DESCRIPTION OF THE TASK = Among the entries below, take the line with "repository 11c668c396bbc1d7" and the line with "the session cookie.", and output them and every line between them exactly, with nothing else.

╔══

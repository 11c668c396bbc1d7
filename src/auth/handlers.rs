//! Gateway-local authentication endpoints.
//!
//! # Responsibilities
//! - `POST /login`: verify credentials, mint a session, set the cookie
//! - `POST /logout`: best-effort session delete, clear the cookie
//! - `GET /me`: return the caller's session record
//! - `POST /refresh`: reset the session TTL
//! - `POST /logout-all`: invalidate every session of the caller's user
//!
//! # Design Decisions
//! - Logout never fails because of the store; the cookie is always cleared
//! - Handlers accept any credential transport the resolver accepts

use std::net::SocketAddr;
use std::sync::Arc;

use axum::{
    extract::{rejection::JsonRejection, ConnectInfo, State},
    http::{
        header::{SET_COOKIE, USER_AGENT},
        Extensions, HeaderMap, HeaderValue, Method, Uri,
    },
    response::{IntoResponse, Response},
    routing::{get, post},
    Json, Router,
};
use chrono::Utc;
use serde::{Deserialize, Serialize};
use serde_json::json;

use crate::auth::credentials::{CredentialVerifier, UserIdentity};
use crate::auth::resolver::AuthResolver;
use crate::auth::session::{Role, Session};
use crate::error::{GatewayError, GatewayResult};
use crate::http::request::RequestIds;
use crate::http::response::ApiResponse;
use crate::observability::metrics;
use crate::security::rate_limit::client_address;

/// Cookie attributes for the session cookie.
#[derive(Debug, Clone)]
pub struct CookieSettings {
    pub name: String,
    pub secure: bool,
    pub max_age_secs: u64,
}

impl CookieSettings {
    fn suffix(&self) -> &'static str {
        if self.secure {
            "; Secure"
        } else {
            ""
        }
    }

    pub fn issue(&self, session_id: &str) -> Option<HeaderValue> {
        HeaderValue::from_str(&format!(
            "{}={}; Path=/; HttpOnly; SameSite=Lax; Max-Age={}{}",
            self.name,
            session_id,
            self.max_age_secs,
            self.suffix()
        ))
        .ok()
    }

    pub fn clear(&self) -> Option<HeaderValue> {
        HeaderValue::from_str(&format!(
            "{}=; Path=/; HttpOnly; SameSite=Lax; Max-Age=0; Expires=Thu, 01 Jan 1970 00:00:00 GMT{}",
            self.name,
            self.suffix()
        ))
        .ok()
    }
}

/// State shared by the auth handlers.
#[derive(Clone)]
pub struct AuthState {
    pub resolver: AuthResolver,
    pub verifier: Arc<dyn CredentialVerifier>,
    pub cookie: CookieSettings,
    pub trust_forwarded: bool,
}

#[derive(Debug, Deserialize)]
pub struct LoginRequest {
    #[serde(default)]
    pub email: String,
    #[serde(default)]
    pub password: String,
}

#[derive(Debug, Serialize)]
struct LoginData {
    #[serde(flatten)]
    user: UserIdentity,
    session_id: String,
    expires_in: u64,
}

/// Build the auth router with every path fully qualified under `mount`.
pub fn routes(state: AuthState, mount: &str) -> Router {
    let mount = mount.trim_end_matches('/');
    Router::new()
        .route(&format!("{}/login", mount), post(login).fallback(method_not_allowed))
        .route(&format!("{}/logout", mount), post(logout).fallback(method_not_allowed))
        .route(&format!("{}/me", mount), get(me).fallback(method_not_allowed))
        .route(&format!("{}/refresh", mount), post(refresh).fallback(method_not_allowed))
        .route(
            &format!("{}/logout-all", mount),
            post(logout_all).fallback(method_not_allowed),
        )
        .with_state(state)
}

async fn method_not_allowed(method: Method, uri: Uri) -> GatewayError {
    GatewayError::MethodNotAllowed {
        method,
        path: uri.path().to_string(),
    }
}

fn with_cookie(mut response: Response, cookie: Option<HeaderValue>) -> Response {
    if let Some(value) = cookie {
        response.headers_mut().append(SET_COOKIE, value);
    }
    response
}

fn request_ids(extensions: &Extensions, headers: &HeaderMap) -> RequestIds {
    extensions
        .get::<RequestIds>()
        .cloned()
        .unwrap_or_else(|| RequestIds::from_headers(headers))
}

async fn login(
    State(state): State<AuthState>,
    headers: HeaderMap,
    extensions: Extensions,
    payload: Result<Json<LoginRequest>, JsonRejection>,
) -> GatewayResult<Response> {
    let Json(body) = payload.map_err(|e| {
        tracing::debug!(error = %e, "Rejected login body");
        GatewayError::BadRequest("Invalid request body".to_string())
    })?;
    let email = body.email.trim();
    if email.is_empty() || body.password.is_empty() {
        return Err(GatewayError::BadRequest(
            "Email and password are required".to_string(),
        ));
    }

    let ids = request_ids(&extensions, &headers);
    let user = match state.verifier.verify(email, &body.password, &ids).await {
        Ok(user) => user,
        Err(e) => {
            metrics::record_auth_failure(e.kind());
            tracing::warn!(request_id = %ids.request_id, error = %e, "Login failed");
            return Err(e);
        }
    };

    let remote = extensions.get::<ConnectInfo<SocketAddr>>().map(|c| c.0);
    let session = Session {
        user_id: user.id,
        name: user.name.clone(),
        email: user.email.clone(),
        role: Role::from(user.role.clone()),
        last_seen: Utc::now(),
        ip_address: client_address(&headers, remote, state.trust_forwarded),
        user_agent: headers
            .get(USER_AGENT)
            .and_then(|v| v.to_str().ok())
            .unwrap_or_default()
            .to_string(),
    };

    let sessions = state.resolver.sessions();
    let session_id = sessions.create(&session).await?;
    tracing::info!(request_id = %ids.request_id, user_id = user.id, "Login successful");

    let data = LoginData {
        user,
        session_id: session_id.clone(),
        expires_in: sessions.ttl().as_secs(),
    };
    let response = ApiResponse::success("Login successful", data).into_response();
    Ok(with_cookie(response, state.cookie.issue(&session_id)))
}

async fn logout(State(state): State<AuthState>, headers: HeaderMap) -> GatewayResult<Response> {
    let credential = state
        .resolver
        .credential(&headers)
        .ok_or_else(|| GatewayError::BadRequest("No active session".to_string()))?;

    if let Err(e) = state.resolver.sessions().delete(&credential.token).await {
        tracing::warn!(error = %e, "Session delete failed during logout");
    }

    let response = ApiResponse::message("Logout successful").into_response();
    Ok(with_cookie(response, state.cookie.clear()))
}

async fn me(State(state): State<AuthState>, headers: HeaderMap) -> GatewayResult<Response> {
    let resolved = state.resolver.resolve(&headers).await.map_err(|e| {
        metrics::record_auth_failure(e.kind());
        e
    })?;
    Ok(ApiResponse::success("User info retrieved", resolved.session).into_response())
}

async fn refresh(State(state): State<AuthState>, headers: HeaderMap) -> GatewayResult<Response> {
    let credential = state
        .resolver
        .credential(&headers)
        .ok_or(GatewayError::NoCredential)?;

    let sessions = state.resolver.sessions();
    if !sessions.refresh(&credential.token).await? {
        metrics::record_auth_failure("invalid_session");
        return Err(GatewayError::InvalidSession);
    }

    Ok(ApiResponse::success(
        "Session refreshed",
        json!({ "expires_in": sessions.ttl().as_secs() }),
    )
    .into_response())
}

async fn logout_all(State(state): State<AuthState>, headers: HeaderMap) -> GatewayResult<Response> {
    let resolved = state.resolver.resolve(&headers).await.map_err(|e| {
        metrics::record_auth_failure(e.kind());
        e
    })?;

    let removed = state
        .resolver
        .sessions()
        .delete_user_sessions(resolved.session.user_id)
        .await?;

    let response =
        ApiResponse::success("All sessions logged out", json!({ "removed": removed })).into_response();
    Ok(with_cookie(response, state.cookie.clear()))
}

╚══
╔══

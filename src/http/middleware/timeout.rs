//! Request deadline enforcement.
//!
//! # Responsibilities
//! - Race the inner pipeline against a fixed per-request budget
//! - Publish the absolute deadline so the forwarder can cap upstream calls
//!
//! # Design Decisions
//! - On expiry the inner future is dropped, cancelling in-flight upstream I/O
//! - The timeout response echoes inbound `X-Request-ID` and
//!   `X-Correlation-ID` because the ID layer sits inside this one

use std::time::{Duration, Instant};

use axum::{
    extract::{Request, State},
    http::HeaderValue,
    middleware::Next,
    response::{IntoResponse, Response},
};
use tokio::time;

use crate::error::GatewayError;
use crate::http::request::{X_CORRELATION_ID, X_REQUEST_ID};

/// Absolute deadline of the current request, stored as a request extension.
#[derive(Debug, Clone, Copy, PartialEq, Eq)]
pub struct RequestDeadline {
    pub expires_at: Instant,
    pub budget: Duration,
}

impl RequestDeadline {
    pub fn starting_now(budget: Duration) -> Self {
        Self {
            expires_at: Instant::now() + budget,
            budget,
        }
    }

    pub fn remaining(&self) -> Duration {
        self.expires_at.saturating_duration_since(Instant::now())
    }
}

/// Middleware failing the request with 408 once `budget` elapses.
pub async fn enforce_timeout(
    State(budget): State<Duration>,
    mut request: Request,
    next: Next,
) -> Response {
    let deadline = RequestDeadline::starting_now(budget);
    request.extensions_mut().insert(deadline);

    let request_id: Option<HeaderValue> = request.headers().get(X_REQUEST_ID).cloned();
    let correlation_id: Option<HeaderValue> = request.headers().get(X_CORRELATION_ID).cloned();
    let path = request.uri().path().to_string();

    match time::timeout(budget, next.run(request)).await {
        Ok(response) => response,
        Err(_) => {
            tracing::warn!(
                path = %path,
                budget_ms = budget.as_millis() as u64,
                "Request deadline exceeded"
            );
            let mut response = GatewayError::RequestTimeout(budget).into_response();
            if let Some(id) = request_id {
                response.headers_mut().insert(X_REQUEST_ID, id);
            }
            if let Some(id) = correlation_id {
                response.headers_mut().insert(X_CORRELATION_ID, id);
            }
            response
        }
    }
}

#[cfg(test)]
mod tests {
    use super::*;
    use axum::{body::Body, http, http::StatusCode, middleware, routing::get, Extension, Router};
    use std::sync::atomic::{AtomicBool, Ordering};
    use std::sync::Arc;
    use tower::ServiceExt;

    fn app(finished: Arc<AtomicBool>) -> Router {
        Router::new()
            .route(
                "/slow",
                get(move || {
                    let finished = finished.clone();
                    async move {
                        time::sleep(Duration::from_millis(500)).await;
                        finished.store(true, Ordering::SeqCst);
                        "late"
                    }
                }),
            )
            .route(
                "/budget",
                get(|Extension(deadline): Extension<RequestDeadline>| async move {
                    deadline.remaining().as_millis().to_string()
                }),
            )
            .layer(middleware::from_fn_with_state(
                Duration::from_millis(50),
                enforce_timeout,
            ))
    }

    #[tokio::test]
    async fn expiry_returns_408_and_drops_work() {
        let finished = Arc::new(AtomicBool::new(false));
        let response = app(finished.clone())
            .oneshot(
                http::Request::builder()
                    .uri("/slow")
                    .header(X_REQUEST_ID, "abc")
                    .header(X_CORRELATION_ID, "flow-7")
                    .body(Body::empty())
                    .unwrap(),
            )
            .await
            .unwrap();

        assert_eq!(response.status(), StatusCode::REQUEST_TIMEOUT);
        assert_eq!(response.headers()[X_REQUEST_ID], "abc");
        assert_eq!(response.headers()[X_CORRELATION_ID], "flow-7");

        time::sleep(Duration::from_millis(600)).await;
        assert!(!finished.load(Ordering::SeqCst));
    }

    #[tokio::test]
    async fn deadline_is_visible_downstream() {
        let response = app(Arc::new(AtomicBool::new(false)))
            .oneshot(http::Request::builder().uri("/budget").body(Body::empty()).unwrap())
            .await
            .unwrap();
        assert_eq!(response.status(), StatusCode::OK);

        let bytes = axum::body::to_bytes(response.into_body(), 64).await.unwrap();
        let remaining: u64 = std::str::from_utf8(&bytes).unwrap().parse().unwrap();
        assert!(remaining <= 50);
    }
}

╚══
╔══

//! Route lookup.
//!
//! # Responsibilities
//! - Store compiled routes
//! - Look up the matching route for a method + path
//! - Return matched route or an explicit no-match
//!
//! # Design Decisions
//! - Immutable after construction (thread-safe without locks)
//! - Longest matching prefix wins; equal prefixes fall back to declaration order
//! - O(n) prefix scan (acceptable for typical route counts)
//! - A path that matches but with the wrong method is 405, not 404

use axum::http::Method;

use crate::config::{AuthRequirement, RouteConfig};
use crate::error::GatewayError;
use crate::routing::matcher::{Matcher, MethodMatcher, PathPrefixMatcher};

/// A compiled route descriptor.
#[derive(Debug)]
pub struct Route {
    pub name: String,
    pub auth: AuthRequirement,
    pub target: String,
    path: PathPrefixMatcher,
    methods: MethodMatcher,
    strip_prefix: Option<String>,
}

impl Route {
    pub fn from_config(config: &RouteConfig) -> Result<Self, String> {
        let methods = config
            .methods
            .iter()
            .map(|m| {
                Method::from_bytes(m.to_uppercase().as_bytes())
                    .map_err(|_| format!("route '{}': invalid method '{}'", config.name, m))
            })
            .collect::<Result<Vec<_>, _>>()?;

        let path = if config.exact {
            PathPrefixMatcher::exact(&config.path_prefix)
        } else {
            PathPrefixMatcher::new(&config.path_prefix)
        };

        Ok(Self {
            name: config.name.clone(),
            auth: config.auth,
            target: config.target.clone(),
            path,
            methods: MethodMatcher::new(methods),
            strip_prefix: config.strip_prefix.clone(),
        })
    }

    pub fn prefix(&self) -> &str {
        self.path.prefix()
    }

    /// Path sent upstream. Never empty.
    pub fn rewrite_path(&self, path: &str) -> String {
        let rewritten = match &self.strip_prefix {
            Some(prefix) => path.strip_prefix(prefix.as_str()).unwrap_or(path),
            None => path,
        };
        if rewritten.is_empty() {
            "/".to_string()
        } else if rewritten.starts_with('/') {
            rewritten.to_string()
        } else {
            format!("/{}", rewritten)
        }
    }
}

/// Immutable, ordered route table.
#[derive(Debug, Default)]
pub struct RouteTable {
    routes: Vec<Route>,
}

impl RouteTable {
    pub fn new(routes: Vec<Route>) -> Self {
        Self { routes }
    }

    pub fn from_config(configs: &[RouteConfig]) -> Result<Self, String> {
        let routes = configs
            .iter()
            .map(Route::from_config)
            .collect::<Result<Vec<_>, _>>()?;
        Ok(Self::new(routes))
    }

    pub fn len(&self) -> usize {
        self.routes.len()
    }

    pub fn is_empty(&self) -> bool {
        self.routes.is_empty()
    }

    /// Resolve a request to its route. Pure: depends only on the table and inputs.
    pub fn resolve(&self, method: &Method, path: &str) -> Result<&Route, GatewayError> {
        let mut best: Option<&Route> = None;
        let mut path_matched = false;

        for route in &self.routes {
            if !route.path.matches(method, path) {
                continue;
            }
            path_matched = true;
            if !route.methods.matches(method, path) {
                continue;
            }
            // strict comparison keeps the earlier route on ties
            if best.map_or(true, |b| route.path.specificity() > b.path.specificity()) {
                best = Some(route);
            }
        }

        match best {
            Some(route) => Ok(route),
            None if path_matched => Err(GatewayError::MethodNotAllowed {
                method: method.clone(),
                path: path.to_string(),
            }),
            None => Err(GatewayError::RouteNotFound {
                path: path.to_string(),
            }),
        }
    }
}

╚══

SOLUTION TO THE EXERCISE =
repository 11c668c396bbc1d7
filename src/auth/handlers.rs
//! Gateway-local authentication endpoints.
//!
//! # Responsibilities
//! - `POST /login`: verify credentials, mint a session, set the cookie
//! - `POST /logout`: best-effort session delete, clear the cookie
//! - `GET /me`: return the caller's session record
//! - `POST /refresh`: reset the session TTL
//! - `POST /logout-all`: invalidate every session of the caller's user
//!
//! # Design Decisions
//! - Logout never fails because of the store; the cookie is always cleared
//! - Handlers accept any credential transport the resolver accepts

use std::net::SocketAddr;
use std::sync::Arc;

use axum::{
    extract::{rejection::JsonRejection, ConnectInfo, State},
    http::{
        header::{SET_COOKIE, USER_AGENT},
        Extensions, HeaderMap, HeaderValue, Method, Uri,
    },
    response::{IntoResponse, Response},
    routing::{get, post},
    Json, Router,
};
use chrono::Utc;
use serde::{Deserialize, Serialize};
use serde_json::json;

use crate::auth::credentials::{CredentialVerifier, UserIdentity};
use crate::auth::resolver::AuthResolver;
use crate::auth::session::{Role, Session};
use crate::error::{GatewayError, GatewayResult};
use crate::http::request::RequestIds;
use crate::http::response::ApiResponse;
use crate::observability::metrics;
use crate::security::rate_limit::client_address;

/// Cookie attributes for the session cookie.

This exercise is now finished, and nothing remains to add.